To be a single mother in Korea is no small thing. Women who find themselves pregnant out of wedlock are often pressured by their friends and family to have an abortion or to give up their child for adoption. 90% of children who are adopted from Korea are born to single mothers and, unlike in the West, the majority of unwed pregnant mothers in Korea are over the age of 25. The women who choose to keep their children and raise them as single parents are very few and the discrimination they face is astonishing to someone like me who is not from here.

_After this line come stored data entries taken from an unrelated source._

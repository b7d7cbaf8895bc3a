//! Build script for the telemetry link firmware
//!
//! Handles memory layout configuration for embedded targets.

fn main() {
    // Tell Cargo to re-run this if the linker script changes
    println!("cargo:rerun-if-changed=memory.x");
    println!("cargo:rerun-if-changed=build.rs");

    // Link memory.x from project directory
    println!(
        "cargo:rustc-link-search={}",
        std::env::var("CARGO_MANIFEST_DIR").unwrap()
    );
}
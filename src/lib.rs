//! LoRa Telemetry Link Firmware Library
//!
//! This library provides the core functionality for a battery-powered LoRa
//! telemetry link. One build of the firmware runs in one of two roles, fixed
//! at compile time: the flight **transmitter**, which aggregates sensor
//! readings into outbound packets, and the ground-station **receiver**, which
//! captures inbound packets and appends them to durable storage.
//!
//! # Architecture
//!
//! The firmware is organized in layers:
//!
//! ```text
//! ┌─────────────────────────────────────────────────────────────┐
//! │                    APPLICATION LAYER                         │
//! │  Link Runner  │  Radio Session  │  Persistence Sink          │
//! ├─────────────────────────────────────────────────────────────┤
//! │                  CAPABILITY SEAMS (traits)                   │
//! │  RadioDriver  │  StorageDriver  │  Sensor  │  Delay          │
//! ├─────────────────────────────────────────────────────────────┤
//! │                   HAL / DRIVER LAYER                         │
//! │  SX127x (SPI)  │  GPS / IMU / ENV adapters  │  GPIO          │
//! ├─────────────────────────────────────────────────────────────┤
//! │                    RTOS / SCHEDULER                          │
//! │           embassy-rs (async/await executor)                  │
//! └─────────────────────────────────────────────────────────────┘
//! ```
//!
//! # Design Principles
//!
//! - **Explicit ownership**: one radio session owns one device handle;
//!   collaborators are passed in at construction, never reached as globals
//! - **Type-driven design**: typed errors and state machines enforce the
//!   session lifecycle
//! - **No unsafe in application code**: all unsafe isolated in HAL/FFI layers
//! - **Functional core, imperative shell**: the session, sink, and runner are
//!   portable logic driven through trait seams; hardware lives behind the
//!   `embedded` feature
//! - **Explicit error handling**: all fallible operations return `Result`

#![cfg_attr(feature = "embedded", no_std)]
#![deny(unsafe_code)]
#![warn(missing_docs)]
#![warn(clippy::all)]
#![warn(clippy::pedantic)]
#![allow(clippy::module_name_repetitions)]

// Re-export dependencies needed by applications (only in embedded mode)
#[cfg(feature = "embedded")]
pub use embassy_executor;
#[cfg(feature = "embedded")]
pub use embassy_stm32;
#[cfg(feature = "embedded")]
pub use embassy_time;

/// Hardware Abstraction Layer
///
/// Safe abstractions over MCU peripherals (status LED, blocking time).
#[cfg(feature = "embedded")]
pub mod hal;

/// Peripheral Drivers
///
/// High-level drivers for external ICs (SX127x radio, sensor adapters).
#[cfg(feature = "embedded")]
pub mod drivers;

/// Radio Link Control
///
/// The session state machine, completion signal, telemetry aggregation,
/// and the top-level receive/transmit cycle.
pub mod link;

/// Received-Packet Persistence
///
/// Write-through append logging of received packets.
pub mod storage;

/// Shared types used across modules
pub mod types;

/// System configuration and constants
pub mod config;

/// Prelude module for common imports
#[cfg(feature = "embedded")]
pub mod prelude {
    //! Convenient re-exports for common types and traits.

    pub use crate::config::*;
    pub use crate::types::*;

    pub use crate::link::session::RadioSession;
    pub use crate::link::signal::CompletionSignal;

    // Embassy
    pub use embassy_time::{Duration, Instant, Timer};

    // Error handling
    pub use core::result::Result;

    // Logging
    pub use defmt::{debug, error, info, trace, warn};
}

The shame associated with unwed motherhood is not just the burden of the woman to bear. Her parents, her siblings, and her child are all subjected to it as well. It is often kept a secret for as long as possible since the repercussions of people knowing can be dire, including loss of job, home, and social status. Many of these women can no longer live with their families, as is the custom, the disgrace and shame is so great.

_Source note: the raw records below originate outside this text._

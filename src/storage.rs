//! Received-Packet Persistence
//!
//! Durably records received payloads as an append-only text log, one line
//! per packet. The sink is write-through: every record performs a complete
//! mount → open → write → close → unmount sequence and holds nothing across
//! calls. A power loss between cycles loses at most the in-flight record
//! and never corrupts earlier ones.

use crate::types::{LogRecord, StorageError};

/// Storage driver capability consumed by the sink
///
/// Maps onto a FAT-style block-device filesystem: a mountable volume,
/// append-mode file handles, explicit close and unmount. Errors are opaque
/// driver codes; the sink tags them with the stage that produced them.
pub trait StorageDriver {
    /// Open-file handle type
    type Handle;

    /// Mount the volume identified by `volume`.
    fn mount(&mut self, volume: &str) -> Result<(), i16>;

    /// Open `path` for appending, creating it if absent.
    fn open_append(&mut self, path: &str) -> Result<Self::Handle, i16>;

    /// Append `text`, returning the number of bytes written.
    fn write(&mut self, handle: &mut Self::Handle, text: &str) -> Result<usize, i16>;

    /// Close the handle, flushing buffered data.
    fn close(&mut self, handle: Self::Handle) -> Result<(), i16>;

    /// Unmount the volume.
    fn unmount(&mut self, volume: &str) -> Result<(), i16>;
}

/// Write-through record sink
///
/// Each `append_record` call acquires and releases the volume entirely, so
/// there is no cross-call handle to manage and no partial record can
/// dangle: the resource sequence fully unwinds on every path, success or
/// failure.
pub struct PersistenceSink<S: StorageDriver> {
    driver: S,
    volume: &'static str,
    path: &'static str,
}

impl<S: StorageDriver> PersistenceSink<S> {
    /// Create a sink appending to `path` on `volume`
    pub const fn new(driver: S, volume: &'static str, path: &'static str) -> Self {
        Self {
            driver,
            volume,
            path,
        }
    }

    /// Durably append one record.
    ///
    /// Performs the full mount/open/write/close/unmount sequence. The first
    /// failure wins and is stage-tagged; cleanup still runs after a failed
    /// write, and a close or unmount failure after a good write is reported
    /// as its own stage so the caller knows the payload reached the medium.
    pub fn append_record(&mut self, record: &LogRecord) -> Result<(), StorageError> {
        self.driver
            .mount(self.volume)
            .map_err(StorageError::MountFailed)?;

        let mut handle = match self.driver.open_append(self.path) {
            Ok(handle) => handle,
            Err(code) => {
                let _ = self.driver.unmount(self.volume);
                return Err(StorageError::OpenFailed(code));
            }
        };

        let line = record.format_line();
        let write_result = match self.driver.write(&mut handle, &line) {
            Ok(written) if written == line.len() => Ok(()),
            Ok(written) => Err(StorageError::ShortWrite {
                written,
                expected: line.len(),
            }),
            Err(code) => Err(StorageError::WriteFailed(code)),
        };

        let close_result = self.driver.close(handle);
        let unmount_result = self.driver.unmount(self.volume);

        write_result?;
        close_result.map_err(StorageError::CloseFailed)?;
        unmount_result.map_err(StorageError::UnmountFailed)?;
        Ok(())
    }
}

This is so interesting to me, coming from a country whose president was raised by a single mother. Single parenthood is by no means considered ideal in the West, but no person, politician or otherwise, would dream of speaking ill of mothers who are working hard to raise a family on their own without fear of immense (and well-deserved) backlash, the prevailing sentiment being: Don’t they have it hard enough?

I did not fully appreciate how difficult single motherhood was until I became a mother myself. My own mother was a single parent for a while during my childhood and I do remember her struggling, but, of course, the majority of her difficulties were lost on me. Now, I have nothing but amazement and unbridled admiration for the mamas and papas out there who raise a family without a partner. Parenting is hard work and most societies are set up in such a way to support an outdated notion of what makes a family: Working father, stay-at-home mother, 2.3 children, dog, etc. Those who can do it successfully within this framework are nothing short of super-human in my opinion.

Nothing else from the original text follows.